2.2 C端提高原代培养神经元存活率，NAC段、N端对神经元生长无影响 见图2。培养至1、2 h，添加α-Syn组和C端组的神经元存活率大于对照组，N端组、NAC段组与对照组无差异(P＜0.05)。培养至4 h，α-Syn组神经元存活率明显大于对照组(P＜0.01)，C端组大于对照组(P＜0.05)，而N端组、NAC与对照组相比无差异(P＞0.05)。添加不同浓度的蛋白，培养至1、2、4 h，α-Syn组和C端组神经元存活率随蛋白浓度的增加而增加(P＜0.05)，而对照组和N端组、NAC组未见差异(P＞0.05)。可见C端具有与α-Syn相似的促原代神经元生长的功能，NAC段和N端无促突起生长功能。

图2 α-Syn和其功能片段对神经元突起生长的影响

2.3 增加蛋白片段C端的浓度，神经元的存活率提高 C端和N端能进入神经元，NAC段不能进入神经元。α-Syn组Western印迹结果可见清晰条带;N端组和C端组为弱阳性;对照组、NAC段组未见条带，阴性。免疫荧光显示，α-Syn组和C端组、N端组神经元显色清晰，NAC段组和对照组为阴性。见图3。

图3 α-Syn向细胞内的转运

3 讨论

原代培养的神经元经胰酶消化加机械吸打分离，其突起与胞体分离。破损的神经元细胞膜可自行愈合，添加入培养基中培养，开始贴壁生长。在培养基中添加α-Syn可以提高原代培养神经元的存活率，其可能的机制是它能够促进微管蛋白的聚合形成微管，微管系统铺助突起生长〔3～5〕，促进原代神经元在培养皿中贴壁生长。在原代神经元培养基内添加目的蛋白进行分组培养，证明在α-Syn中具有促神经元生长功能的片段是其C端，而N端和NAC段没有这一功能。而C端的促神经元生长的效应较α-Syn全长差。在培养基中增加C端的浓度，神经元的存活率升高，且具有浓度依赖关系。C端和N端可由培养基进入神经元中，而NAC段不能进入神经元中。
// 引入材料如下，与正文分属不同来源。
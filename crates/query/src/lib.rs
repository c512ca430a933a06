//! FA Archive Reader
//!
//! Serves historical `R` requests: resolves the requested time range
//! against the block index, checks availability and contiguity, then
//! streams the selected channels block by block through a bounded pool of
//! read buffers.

mod pool;
mod read;

pub use pool::{BufferPool, PoolLease};
pub use read::{QueryEngine, DEFAULT_POOL_SIZE};

use fa_protocol::ProtocolError;
use fa_storage::StorageError;
use fa_transform::SearchError;
use thiserror::Error;

/// Read request failures.  The display text is what the client sees.
#[derive(Debug, Error)]
pub enum QueryError {
    #[error(transparent)]
    Protocol(#[from] ProtocolError),

    #[error(transparent)]
    Search(#[from] SearchError),

    #[error("BPM {0} not in archive")]
    NotArchived(u32),

    #[error("Time range runs backwards")]
    RunsBackwards,

    #[error("No samples in selected range")]
    NoSamples,

    #[error("Only {available} samples of {requested} requested available")]
    Insufficient { available: u64, requested: u64 },

    #[error("Only {0} contiguous samples available")]
    NotContiguous(u64),

    #[error("Read too busy")]
    Busy,

    #[error(transparent)]
    Storage(#[from] StorageError),

    #[error("Error sending data: {0}")]
    Io(#[from] std::io::Error),
}

impl QueryError {
    /// True for errors caused by the request rather than the server.
    pub fn is_request_error(&self) -> bool {
        !matches!(self, Self::Storage(_) | Self::Io(_))
    }
}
在α-Syn的功能片段中，C端可以进入神经元内并提高原代培养神经元细胞的存活率，增加其浓度可增高这一效应。N端可进入神经元，但不具备有促神经元生长功能。而NAC段不能进入神经元，也无促神经元生长功能。其可能的机制在于α-Syn C端含有众多带负电荷的氨基酸〔6，7〕，易与疏水基团结合，会以某种穿梭机制进入细胞并促进其生长。在PD中NAC已确定是淀粉样变和纤维化过程中不可缺少的，其73～83位氨基酸被认为是发生聚合的关键部位。本研究结果证实了α-Syn促原代神经元生长功能的功能片段位于蛋白的C端，确定了其剂量-效应关系，N端和NAC段无这一功能，为进一步解释PD的发生提供了新证据。
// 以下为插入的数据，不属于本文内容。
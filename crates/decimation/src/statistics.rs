//! Decimation accumulators

use fa_format::{DecimatedData, FaEntry};

/// How a channel is decimated
#[derive(Debug, Clone, Copy, PartialEq, Eq)]
pub enum ChannelKind {
    /// X/Y position: min, max, mean and standard deviation
    Position,
    /// Event bit mask: bitwise OR
    Events,
}

/// One decimated value
#[derive(Debug, Clone, Copy, PartialEq, Eq)]
pub enum Decimated {
    Statistical(DecimatedData),
    EventMask(FaEntry),
}

impl Decimated {
    /// Stored form.  Event masks are repeated in all four fields.
    pub fn to_record(self) -> DecimatedData {
        match self {
            Decimated::Statistical(data) => data,
            Decimated::EventMask(value) => DecimatedData {
                min: value,
                max: value,
                mean: value,
                std: value,
            },
        }
    }
}

/// Standard deviation from a sum of squares and a sum over `2^shift` samples.
///
/// The 128 bit sum of squares holds 2^16 squares of 32 bit values without
/// loss; only the final variance is computed in floating point.  Rounding can
/// leave the variance slightly negative, which is clamped to zero.
pub fn compute_std(sum_sq: u128, sum: i64, shift: u32) -> i32 {
    let mean = sum as f64 / (1u64 << shift) as f64;
    let var = (sum_sq >> shift) as f64 - mean * mean;
    if var > 0.0 {
        var.sqrt() as i32
    } else {
        0
    }
}

/// Statistics accumulator for one position channel
#[derive(Debug, Clone, PartialEq, Eq)]
pub struct Accumulator {
    min: FaEntry,
    max: FaEntry,
    sum_x: i64,
    sum_y: i64,
    sum_sq_x: u128,
    sum_sq_y: u128,
}

impl Default for Accumulator {
    fn default() -> Self {
        Self::new()
    }
}

impl Accumulator {
    pub fn new() -> Self {
        Self {
            min: FaEntry::new(i32::MAX, i32::MAX),
            max: FaEntry::new(i32::MIN, i32::MIN),
            sum_x: 0,
            sum_y: 0,
            sum_sq_x: 0,
            sum_sq_y: 0,
        }
    }

    #[inline]
    pub fn add(&mut self, entry: FaEntry) {
        self.min.x = self.min.x.min(entry.x);
        self.min.y = self.min.y.min(entry.y);
        self.max.x = self.max.x.max(entry.x);
        self.max.y = self.max.y.max(entry.y);
        self.sum_x += entry.x as i64;
        self.sum_y += entry.y as i64;
        self.sum_sq_x += (entry.x as i64 * entry.x as i64) as u128;
        self.sum_sq_y += (entry.y as i64 * entry.y as i64) as u128;
    }

    /// Folds a finished accumulator into this one.
    pub fn merge(&mut self, other: &Accumulator) {
        self.min.x = self.min.x.min(other.min.x);
        self.min.y = self.min.y.min(other.min.y);
        self.max.x = self.max.x.max(other.max.x);
        self.max.y = self.max.y.max(other.max.y);
        self.sum_x += other.sum_x;
        self.sum_y += other.sum_y;
        self.sum_sq_x += other.sum_sq_x;
        self.sum_sq_y += other.sum_sq_y;
    }

    /// Statistics over the `2^shift` samples accumulated so far.
    pub fn result(&self, shift: u32) -> DecimatedData {
        DecimatedData {
            min: self.min,
            max: self.max,
            mean: FaEntry::new((self.sum_x >> shift) as i32, (self.sum_y >> shift) as i32),
            std: FaEntry::new(
                compute_std(self.sum_sq_x, self.sum_x, shift),
                compute_std(self.sum_sq_y, self.sum_y, shift),
            ),
        }
    }
}

/// Bitwise OR of event masks
#[derive(Debug, Clone, Default, PartialEq, Eq)]
pub struct EventAccumulator {
    bits: FaEntry,
}

impl EventAccumulator {
    #[inline]
    pub fn add(&mut self, entry: FaEntry) {
        self.bits.x |= entry.x;
        self.bits.y |= entry.y;
    }

    pub fn merge(&mut self, other: &EventAccumulator) {
        self.add(other.bits);
    }

    pub fn result(&self) -> FaEntry {
        self.bits
    }
}

/// Accumulator chosen by channel kind
#[derive(Debug, Clone, PartialEq, Eq)]
pub enum ChannelAccumulator {
    Statistical(Accumulator),
    Events(EventAccumulator),
}

impl ChannelAccumulator {
    pub fn new(kind: ChannelKind) -> Self {
        match kind {
            ChannelKind::Position => ChannelAccumulator::Statistical(Accumulator::new()),
            ChannelKind::Events => ChannelAccumulator::Events(EventAccumulator::default()),
        }
    }

    pub fn kind(&self) -> ChannelKind {
        match self {
            ChannelAccumulator::Statistical(_) => ChannelKind::Position,
            ChannelAccumulator::Events(_) => ChannelKind::Events,
        }
    }

    #[inline]
    pub fn add(&mut self, entry: FaEntry) {
        match self {
            ChannelAccumulator::Statistical(acc) => acc.add(entry),
            ChannelAccumulator::Events(acc) => acc.add(entry),
        }
    }

    /// Merges `other` into this accumulator.  Mismatched kinds are ignored.
    pub fn merge(&mut self, other: &ChannelAccumulator) {
        match (self, other) {
            (ChannelAccumulator::Statistical(acc), ChannelAccumulator::Statistical(other)) => {
                acc.merge(other)
            }
            (ChannelAccumulator::Events(acc), ChannelAccumulator::Events(other)) => acc.merge(other),
            _ => {}
        }
    }

    pub fn result(&self, shift: u32) -> Decimated {
        match self {
            ChannelAccumulator::Statistical(acc) => Decimated::Statistical(acc.result(shift)),
            ChannelAccumulator::Events(acc) => Decimated::EventMask(acc.result()),
        }
    }

    /// Starts a fresh accumulation of the same kind.
    pub fn reset(&mut self) {
        *self = ChannelAccumulator::new(self.kind());
    }
}

#[cfg(test)]
mod tests {
    use super::*;
    use proptest::prelude::*;

    #[test]
    fn test_statistics() {
        let mut acc = Accumulator::new();
        for (x, y) in [(2, -4), (4, -4), (4, -4), (4, -4), (5, 4), (5, 4), (7, 4), (9, 4)] {
            acc.add(FaEntry::new(x, y));
        }
        let result = acc.result(3);
        assert_eq!(result.min, FaEntry::new(2, -4));
        assert_eq!(result.max, FaEntry::new(9, 4));
        assert_eq!(result.mean, FaEntry::new(5, 0));
        assert_eq!(result.std, FaEntry::new(2, 4));
    }

    #[test]
    fn test_constant_input_has_zero_std() {
        let mut acc = Accumulator::new();
        for _ in 0..64 {
            acc.add(FaEntry::new(-123_456, i32::MAX));
        }
        let result = acc.result(6);
        assert_eq!(result.mean, FaEntry::new(-123_456, i32::MAX));
        assert_eq!(result.std, FaEntry::new(0, 0));
    }

    #[test]
    fn test_wide_sum_of_squares() {
        // 2^16 extreme samples overflow any 64 bit sum of squares
        let mut acc = Accumulator::new();
        for i in 0..(1 << 16) {
            let v = if i % 2 == 0 { i32::MAX } else { -i32::MAX };
            acc.add(FaEntry::new(v, 0));
        }
        let result = acc.result(16);
        assert_eq!(result.mean.x, 0);
        assert_eq!(result.std.x, i32::MAX);
    }

    #[test]
    fn test_events_or_together() {
        let mut first = ChannelAccumulator::new(ChannelKind::Events);
        first.add(FaEntry::new(0b0001, 0));
        first.add(FaEntry::new(0b0100, 0b10));
        let mut second = ChannelAccumulator::new(ChannelKind::Events);
        second.merge(&first);
        second.add(FaEntry::new(0b1000, 0));
        let record = second.result(4).to_record();
        assert_eq!(record.mean, FaEntry::new(0b1101, 0b10));
        assert_eq!(record.min, record.mean);
        assert_eq!(record.std, record.mean);

        second.reset();
        assert_eq!(second.result(4), Decimated::EventMask(FaEntry::default()));
    }

    #[test]
    fn test_negative_variance_clamped() {
        // sum_sq slightly too small for the mean: variance rounds below zero
        assert_eq!(compute_std(99, 40, 4), 0);
        assert_eq!(compute_std(0, 0, 4), 0);
    }

    proptest! {
        #[test]
        fn prop_merge_matches_single_pass(
            samples in proptest::collection::vec((any::<i32>(), any::<i32>()), 16)
        ) {
            let mut whole = Accumulator::new();
            let mut halves = [Accumulator::new(), Accumulator::new()];
            for (i, &(x, y)) in samples.iter().enumerate() {
                whole.add(FaEntry::new(x, y));
                halves[i / 8].add(FaEntry::new(x, y));
            }
            let mut merged = Accumulator::new();
            merged.merge(&halves[0]);
            merged.merge(&halves[1]);
            prop_assert_eq!(&merged, &whole);

            let result = whole.result(4);
            prop_assert!(result.min.x <= result.mean.x && result.mean.x <= result.max.x);
            prop_assert!(result.std.x >= 0 && result.std.y >= 0);
        }
    }
}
1 Alim MA，Hossain MS，Arima K.Tubulin seeds synuclein fibril formation〔J〕.Biol Chem，2002;277：2112-7.

2 邓小云，杨 眉，蔡 芳，等.一种改进的原代神经元的制备方法〔J〕.激光生物学报，2005;4(2)145-9.
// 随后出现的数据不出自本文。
//! Channel selection mask
//!
//! Masks are written either as a list of ids and ranges (`1-3,7,9-10`) or in
//! raw form as `R` followed by one hex digit per four ids, highest id first.

use crate::FormatError;
use serde::{Deserialize, Serialize};
use std::fmt;

/// Largest number of FA entries in a frame
pub const MAX_FA_ENTRY_COUNT: u32 = 256;

const MASK_WORDS: usize = (MAX_FA_ENTRY_COUNT / 32) as usize;

/// Bit mask of FA ids
#[derive(Debug, Clone, Copy, Default, PartialEq, Eq, Hash, Serialize, Deserialize)]
pub struct FilterMask {
    words: [u32; MASK_WORDS],
}

impl FilterMask {
    pub fn new() -> Self {
        Self::default()
    }

    /// Builds a mask from raw 32 bit words, id 0 in bit 0 of word 0.
    pub fn from_words(words: [u32; MASK_WORDS]) -> Self {
        Self { words }
    }

    pub fn words(&self) -> &[u32; MASK_WORDS] {
        &self.words
    }

    pub fn from_ids(ids: impl IntoIterator<Item = u32>) -> Self {
        let mut mask = Self::new();
        for id in ids {
            mask.set(id);
        }
        mask
    }

    pub fn set(&mut self, id: u32) {
        self.words[(id >> 5) as usize] |= 1 << (id & 0x1f);
    }

    pub fn test(&self, id: u32) -> bool {
        id < MAX_FA_ENTRY_COUNT && self.words[(id >> 5) as usize] & (1 << (id & 0x1f)) != 0
    }

    pub fn count(&self) -> u32 {
        self.words.iter().map(|w| w.count_ones()).sum()
    }

    pub fn is_empty(&self) -> bool {
        self.count() == 0
    }

    /// Iterates over the ids set in the mask in ascending order.
    pub fn ids(&self) -> impl Iterator<Item = u32> + '_ {
        (0..MAX_FA_ENTRY_COUNT).filter(move |&id| self.test(id))
    }

    /// Returns the position of `id` among the ids set in this mask.
    pub fn position(&self, id: u32) -> Option<u32> {
        if self.test(id) {
            Some(self.ids().take_while(|&i| i < id).count() as u32)
        } else {
            None
        }
    }

    /// Parses a mask from the start of `input`, returning the unparsed tail.
    pub fn parse_prefix(input: &str, fa_entry_count: u32) -> Result<(Self, &str), FormatError> {
        match input.strip_prefix('R') {
            Some(raw) => Self::parse_raw(raw, fa_entry_count),
            None => Self::parse_list(input, fa_entry_count),
        }
    }

    /// Parses a complete mask string, rejecting trailing text.
    pub fn parse(input: &str, fa_entry_count: u32) -> Result<Self, FormatError> {
        let (mask, rest) = Self::parse_prefix(input, fa_entry_count)?;
        if rest.is_empty() {
            Ok(mask)
        } else {
            Err(FormatError::BadMask("Unexpected character"))
        }
    }

    fn parse_list(mut input: &str, fa_entry_count: u32) -> Result<(Self, &str), FormatError> {
        let mut mask = Self::new();
        loop {
            let (start, rest) = parse_id(input, fa_entry_count)?;
            let (end, rest) = match rest.strip_prefix('-') {
                Some(rest) => parse_id(rest, fa_entry_count)?,
                None => (start, rest),
            };
            if end < start {
                return Err(FormatError::EmptyRange);
            }
            for id in start..=end {
                mask.set(id);
            }
            match rest.strip_prefix(',') {
                Some(rest) => input = rest,
                None => return Ok((mask, rest)),
            }
        }
    }

    fn parse_raw(input: &str, fa_entry_count: u32) -> Result<(Self, &str), FormatError> {
        let digits = (fa_entry_count / 4) as usize;
        let hex = input
            .get(..digits)
            .ok_or(FormatError::BadMask("Raw mask too short"))?;
        let mut mask = Self::new();
        for (i, ch) in hex.chars().enumerate() {
            let nibble = ch
                .to_digit(16)
                .ok_or(FormatError::BadMask("Invalid raw mask"))?;
            let base = 4 * (digits - 1 - i) as u32;
            for bit in 0..4 {
                if nibble & (1 << bit) != 0 {
                    mask.set(base + bit);
                }
            }
        }
        Ok((mask, &input[digits..]))
    }

    /// Formats the mask in raw hex form for the first `fa_entry_count` ids.
    pub fn format_raw(&self, fa_entry_count: u32) -> String {
        (0..fa_entry_count / 4)
            .rev()
            .map(|nibble| {
                let base = nibble * 4;
                let value = (self.words[(base >> 5) as usize] >> (base & 0x1f)) & 0xf;
                char::from_digit(value, 16).map_or('0', |c| c.to_ascii_uppercase())
            })
            .collect()
    }
}

fn parse_id(input: &str, fa_entry_count: u32) -> Result<(u32, &str), FormatError> {
    let digits = input.bytes().take_while(u8::is_ascii_digit).count();
    if digits == 0 {
        return Err(FormatError::BadMask("Number missing"));
    }
    let id: u32 = input[..digits]
        .parse()
        .map_err(|_| FormatError::IdTooLarge)?;
    if id >= fa_entry_count {
        return Err(FormatError::IdTooLarge);
    }
    Ok((id, &input[digits..]))
}

/// Canonical list form, for example `0-3,17`.
impl fmt::Display for FilterMask {
    fn fmt(&self, f: &mut fmt::Formatter<'_>) -> fmt::Result {
        let mut ids = self.ids().peekable();
        let mut first = true;
        while let Some(start) = ids.next() {
            let mut end = start;
            while ids.peek() == Some(&(end + 1)) {
                end += 1;
                ids.next();
            }
            if !first {
                f.write_str(",")?;
            }
            first = false;
            if start == end {
                write!(f, "{}", start)?;
            } else {
                write!(f, "{}-{}", start, end)?;
            }
        }
        Ok(())
    }
}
3 Meloni MA，Galleri G，Camboni MG.Modeled microgravity affects motility and cytoskeletal structures〔J〕.Gravit Physiol，2004;11(2)：P197-8.

4 刘光伟，王 鹏.α-突触核蛋白促进大鼠原代培养神经元突起生长〔J〕. 首都医科大学学报，2009;30(5)：607-10.

5 Muhammad Abdul Alim，Qiu-lan Ma，Kazuya Takeda.Demonstration of a role for synuclein as a functional microtubule-associated protein〔J〕.J Alzheimer's Dis，2004;6：435-42.

6 Bussell R Jr，Eliezer D.A structural and functional role for 112mer repeats in alpha-synuclein and other exchangeable lipid binding proteins〔J〕.J Mol Biol，2003;329：763-78.

7 Keun JA，Seung RP，Kwang CC，et al.Amino acid sequence motifs and mechanistic features of the membrane translocation of α-synuclein〔J〕.J Neurochem，2006;97：265-79.